Malcolm X: Well, I think that the black people in this country have the reached the point where they should reserve the right to do whatever is necessary to see that they exercise complete control over the politicians, in the politics of their own community, by whatever means necessary.
Warren: Let’s go back to the matter of your conversion, or some of the details of that. Was it fast or slow, a simple a matter as that?
Malcolm X: It was fast.
Warren: Flash, a flash…
Malcolm X: Yes.
Warren: …of intuition?
Malcolm X: No, it was fast. I, strange as it may seem, think I took an about-turn overnight.
Warren: Really overnight, just like that?
Malcolm X: Yes. And while I was in prison and wasn’t a Muslim, I was indulging in all types of vice, right within the prison. And I never was ostracized as much by the penal authorities while I was participating in all of the evils of the prison, as they tried to ostracize me after I became a Muslim.
Warren: Why was that?
Malcolm X: Well, the prison systems in this country actually are exploitative and they are not in any way rehabilitative. They’re not designed to rehabilitate the inmate, though the public propaganda is that this is their function. But they, the most people who work in prison earn money through contraband. They earn extra money by selling contraband, dope, and things of that sort to the inmates, and so that really it’s an exploiter.
Warren: This was a matter of defending their commercial interests.
Malcolm X: Right.
Warren: Their economic interests and not a matter of fear of the Muslim movement, is that it?
Malcolm X: Both.
Warren: Oh, it’s both.
Malcolm X: It’s both. They have a fear of the Muslim movement and the Muslim religion because it has a tendency to make the people who accept it stick together. And I had one warden tell me, since I’ve been out and I visited an inmate in prison right here in New York, Warden Fay up at Green Haven…
Warren: Fain?
Malcolm X: Fay. Fay, F-A-Y. In 1959 or 1958, along in there, I visited an inmate in prison, and he told me that he didn’t want anybody in there trying to spread this religion. And I asked him at that time if it didn’t make a better inmate out of the Negroes who accepted it and he said, “Yes.” So I asked him then what was it about it that he considered to be so dangerous, and he pointed out that it was the cohesiveness that it produced among the inmates. They stuck together. What you did to one, you did to all. So they couldn’t have that type of religion being taught in the prison.

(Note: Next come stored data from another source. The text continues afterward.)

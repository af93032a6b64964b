//! Sink configuration and builder.
//!
//! Every knob the sink recognizes is validated here; a bad combination
//! fails `build()` with [`SinkError::ConfigInvalid`] before anything
//! touches disk.

use std::path::PathBuf;
use std::sync::Arc;
use std::time::Duration;

use gneiss_backend::{Backend, FilesystemBackend, FilesystemConfig};
use gneiss_compliance::ComplianceProfile;
use gneiss_crypto::{EncryptionKey, Signer, KEY_LEN};
use gneiss_resilience::{BreakerConfig, RetryPolicy};
use gneiss_types::{MetricsRecorder, NoopRecorder, SyncMode};
use gneiss_wal::{CommitterConfig, RingConfig, WalOptions, RECORD_OVERHEAD};

use crate::error::{Result, SinkError};
use crate::sink::{AuditSink, FailureHandler};

/// Which group-committer variant drives the write path.
#[derive(Debug, Clone)]
pub enum CommitMode {
    /// Synchronous per-caller acks; `emit` returns after the fsync.
    Mutex(CommitterConfig),
    /// Non-blocking ingest over a bounded ring; no per-call ack.
    LockFree(RingConfig),
}

impl Default for CommitMode {
    fn default() -> Self {
        CommitMode::Mutex(CommitterConfig::default())
    }
}

/// Compliance settings resolved at build time.
#[derive(Debug)]
pub(crate) struct ComplianceSettings {
    pub profile: ComplianceProfile,
    pub encryption_key: Option<EncryptionKey>,
    pub signer: Option<Signer>,
    pub mask_enabled: bool,
    pub retention_days: Option<u32>,
}

/// Builder for [`AuditSink`].
///
/// ```no_run
/// use gneiss::{AuditSink, ComplianceProfile};
///
/// # fn main() -> gneiss::Result<()> {
/// let sink = AuditSink::builder()
///     .wal_path("/var/lib/audit/wal")
///     .profile(ComplianceProfile::hipaa())
///     .build()?;
/// # Ok(())
/// # }
/// ```
pub struct SinkBuilder {
    pub(crate) wal_path: Option<PathBuf>,
    pub(crate) wal_options: WalOptions,
    pub(crate) commit: CommitMode,
    pub(crate) compliance: Option<ComplianceSettings>,
    pub(crate) backends: Vec<Arc<dyn Backend>>,
    pub(crate) retry: RetryPolicy,
    pub(crate) breaker: BreakerConfig,
    pub(crate) recorder: Arc<dyn MetricsRecorder>,
    pub(crate) failure_handler: Option<FailureHandler>,
    pub(crate) panic_on_failure: bool,
    pub(crate) replication_queue: usize,
}

impl std::fmt::Debug for SinkBuilder {
    fn fmt(&self, f: &mut std::fmt::Formatter<'_>) -> std::fmt::Result {
        f.debug_struct("SinkBuilder")
            .field("wal_path", &self.wal_path)
            .field("wal_options", &self.wal_options)
            .field("commit", &self.commit)
            .field("compliance", &self.compliance)
            .field("backends", &self.backends.len())
            .field("retry", &self.retry)
            .field("breaker", &self.breaker)
            .field("failure_handler", &self.failure_handler.is_some())
            .field("panic_on_failure", &self.panic_on_failure)
            .field("replication_queue", &self.replication_queue)
            .finish()
    }
}

impl Default for SinkBuilder {
    fn default() -> Self {
        Self {
            wal_path: None,
            wal_options: WalOptions::default(),
            commit: CommitMode::default(),
            compliance: None,
            backends: Vec::new(),
            retry: RetryPolicy::default(),
            breaker: BreakerConfig::default(),
            recorder: Arc::new(NoopRecorder),
            failure_handler: None,
            panic_on_failure: false,
            replication_queue: gneiss_backend::DEFAULT_QUEUE_CAPACITY,
        }
    }
}

impl SinkBuilder {
    /// WAL directory (required).
    pub fn wal_path(mut self, path: impl Into<PathBuf>) -> Self {
        self.wal_path = Some(path.into());
        self
    }

    /// WAL sync mode (default `Batch`; the group committer drives fsync).
    pub fn sync_mode(mut self, mode: SyncMode) -> Self {
        self.wal_options.sync_mode = mode;
        self
    }

    /// Segment size rotation trigger (default 128 MiB).
    pub fn max_segment_bytes(mut self, bytes: u64) -> Self {
        self.wal_options.max_segment_bytes = bytes;
        self
    }

    /// Segment age rotation trigger (default 24 h).
    pub fn max_segment_age(mut self, age: Duration) -> Self {
        self.wal_options.max_segment_age = age;
        self
    }

    /// Allow open-time truncation of corrupt bytes (default off).
    pub fn repair_on_open(mut self, repair: bool) -> Self {
        self.wal_options.repair_on_open = repair;
        self
    }

    /// Use the mutex group committer with these knobs (the default).
    pub fn group_commit(mut self, batch_size: usize, max_delay: Duration) -> Self {
        self.commit = CommitMode::Mutex(CommitterConfig {
            batch_size,
            max_delay,
        });
        self
    }

    /// Use the lock-free committer with the given ring capacity.
    pub fn lock_free_commit(mut self, ring_capacity: usize) -> Self {
        self.commit = CommitMode::LockFree(RingConfig {
            capacity: ring_capacity,
            ..RingConfig::default()
        });
        self
    }

    /// Activate a compliance profile.
    pub fn profile(mut self, profile: ComplianceProfile) -> Self {
        self.compliance = Some(ComplianceSettings {
            profile,
            encryption_key: None,
            signer: None,
            mask_enabled: true,
            retention_days: None,
        });
        self
    }

    /// Explicit 32-byte encryption key (requires a profile).
    pub fn encryption_key(mut self, key: &[u8]) -> Result<Self> {
        if key.len() != KEY_LEN {
            return Err(SinkError::ConfigInvalid {
                reason: format!("encryption key must be {KEY_LEN} bytes, got {}", key.len()),
            });
        }
        match &mut self.compliance {
            Some(settings) => {
                settings.encryption_key =
                    Some(EncryptionKey::from_slice(key).map_err(|e| SinkError::ConfigInvalid {
                        reason: e.to_string(),
                    })?);
                Ok(self)
            }
            None => Err(SinkError::ConfigInvalid {
                reason: "encryption_key requires a compliance profile".to_string(),
            }),
        }
    }

    /// Explicit signer (requires a profile).
    pub fn signer(mut self, signer: Signer) -> Result<Self> {
        match &mut self.compliance {
            Some(settings) => {
                settings.signer = Some(signer);
                Ok(self)
            }
            None => Err(SinkError::ConfigInvalid {
                reason: "signer requires a compliance profile".to_string(),
            }),
        }
    }

    /// Toggle masking (default on; requires a profile).
    pub fn mask_enabled(mut self, enabled: bool) -> Self {
        if let Some(settings) = &mut self.compliance {
            settings.mask_enabled = enabled;
        }
        self
    }

    /// Retention override, validated against the profile at build time.
    pub fn retention_days(mut self, days: u32) -> Self {
        if let Some(settings) = &mut self.compliance {
            settings.retention_days = Some(days);
        }
        self
    }

    /// Adds a filesystem archive backend.
    pub fn filesystem_backend(mut self, config: FilesystemConfig) -> Result<Self> {
        let backend = FilesystemBackend::open(config)?;
        self.backends.push(Arc::new(backend));
        Ok(self)
    }

    /// Adds any backend implementation.
    pub fn backend(mut self, backend: Arc<dyn Backend>) -> Self {
        self.backends.push(backend);
        self
    }

    /// Retry policy for backend replication.
    pub fn retry_policy(mut self, retry: RetryPolicy) -> Self {
        self.retry = retry;
        self
    }

    /// Breaker thresholds for backend replication.
    pub fn breaker_config(mut self, breaker: BreakerConfig) -> Self {
        self.breaker = breaker;
        self
    }

    /// Injects a metrics recorder.
    pub fn metrics_recorder(mut self, recorder: Arc<dyn MetricsRecorder>) -> Self {
        self.recorder = recorder;
        self
    }

    /// Handler invoked on [`SinkError::CriticalFailure`].
    pub fn on_critical_failure(
        mut self,
        handler: impl Fn(&SinkError) + Send + Sync + 'static,
    ) -> Self {
        self.failure_handler = Some(Box::new(handler));
        self
    }

    /// Abort the process after a critical failure (default off; opt-in
    /// escalation, never a library default).
    pub fn panic_on_failure(mut self, panic: bool) -> Self {
        self.panic_on_failure = panic;
        self
    }

    /// Replication queue capacity per backend (batches).
    pub fn replication_queue(mut self, capacity: usize) -> Self {
        self.replication_queue = capacity;
        self
    }

    fn validate(&self) -> Result<()> {
        let invalid = |reason: String| Err(SinkError::ConfigInvalid { reason });

        if self.wal_path.is_none() {
            return invalid("wal_path is required".to_string());
        }
        if self.wal_options.max_segment_bytes < (RECORD_OVERHEAD as u64) * 2 {
            return invalid(format!(
                "max_segment_bytes {} cannot hold even two empty records",
                self.wal_options.max_segment_bytes
            ));
        }
        if self.wal_options.max_segment_age.is_zero() {
            return invalid("max_segment_age must be positive".to_string());
        }
        match &self.commit {
            CommitMode::Mutex(config) => {
                if config.batch_size == 0 {
                    return invalid("batch_size must be positive".to_string());
                }
                if config.max_delay.is_zero() {
                    return invalid("max_delay must be positive".to_string());
                }
            }
            CommitMode::LockFree(config) => {
                if config.capacity == 0 {
                    return invalid("ring_capacity must be positive".to_string());
                }
            }
        }
        if self.retry.max_attempts == 0 {
            return invalid("retry.max_attempts must be positive".to_string());
        }
        if !(0.0..=1.0).contains(&self.retry.jitter) {
            return invalid(format!("retry.jitter {} outside [0, 1]", self.retry.jitter));
        }
        if self.breaker.max_failures == 0 {
            return invalid("breaker.max_failures must be positive".to_string());
        }
        if let Some(settings) = &self.compliance {
            if let Some(days) = settings.retention_days {
                // Validates bounds; the profile itself is rebuilt in build().
                settings.profile.clone().with_retention_days(days)?;
            }
        }
        Ok(())
    }

    /// Validates every knob and opens the sink.
    pub fn build(self) -> Result<AuditSink> {
        self.validate()?;
        AuditSink::from_builder(self)
    }
}

#[cfg(test)]
mod tests {
    use super::*;

    #[test]
    fn missing_wal_path_is_rejected() {
        let err = SinkBuilder::default().build().unwrap_err();
        assert!(matches!(err, SinkError::ConfigInvalid { .. }));
    }

    #[test]
    fn zero_batch_size_is_rejected() {
        let err = SinkBuilder::default()
            .wal_path("/tmp/nowhere")
            .group_commit(0, Duration::from_millis(10))
            .build()
            .unwrap_err();
        assert!(matches!(err, SinkError::ConfigInvalid { .. }));
    }

    #[test]
    fn short_encryption_key_is_rejected() {
        let err = SinkBuilder::default()
            .wal_path("/tmp/nowhere")
            .profile(ComplianceProfile::hipaa())
            .encryption_key(&[0u8; 16])
            .unwrap_err();
        assert!(matches!(err, SinkError::ConfigInvalid { .. }));
    }

    #[test]
    fn encryption_key_without_profile_is_rejected() {
        let err = SinkBuilder::default()
            .wal_path("/tmp/nowhere")
            .encryption_key(&[0u8; 32])
            .unwrap_err();
        assert!(matches!(err, SinkError::ConfigInvalid { .. }));
    }

    #[test]
    fn out_of_bounds_retention_fails_validation() {
        let err = SinkBuilder::default()
            .wal_path("/tmp/nowhere")
            .profile(ComplianceProfile::hipaa())
            .retention_days(100)
            .build()
            .unwrap_err();
        assert!(err.to_string().contains("2190"));
    }
}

Warren: Just a matter of maintaining their own control then?
Malcolm X: Yes.
Warren: Has there been any change in your religious beliefs since your break out last fall?
Malcolm X: Well, I have gone through the process of re-evaluating, giving a personal re-evaluation to everything that I ever believed and that I did believe while I was a a member and a minister…
Warren: Yes.
Malcolm X: …in the Black in what we call the Black Muslim Movement.
Warren: May I ask how you’ve come out of that evaluation?
Malcolm X: Well, first I might say that when a person, when a man separates from his wife, at the outstart it’s a physical separation but it’s not a psychological separation. He still thinks of her in probably warm terms. And, but after the physical separation has taken, existed for a period of time, it becomes a psychological separation as well as physical. And he can then look at her more objectively. My split or separation from the Black Muslim Movement at first was only a physical separation, but my heart was still there and it was impossible for me to, for me to look at it objectively. After I made my tour in the Middle, into the Middle-East and Africa and visited Mecca and other places, I think that the separation became psychological as well as physical, so that I could look at it more objectively and separate that which was good from that which was bad.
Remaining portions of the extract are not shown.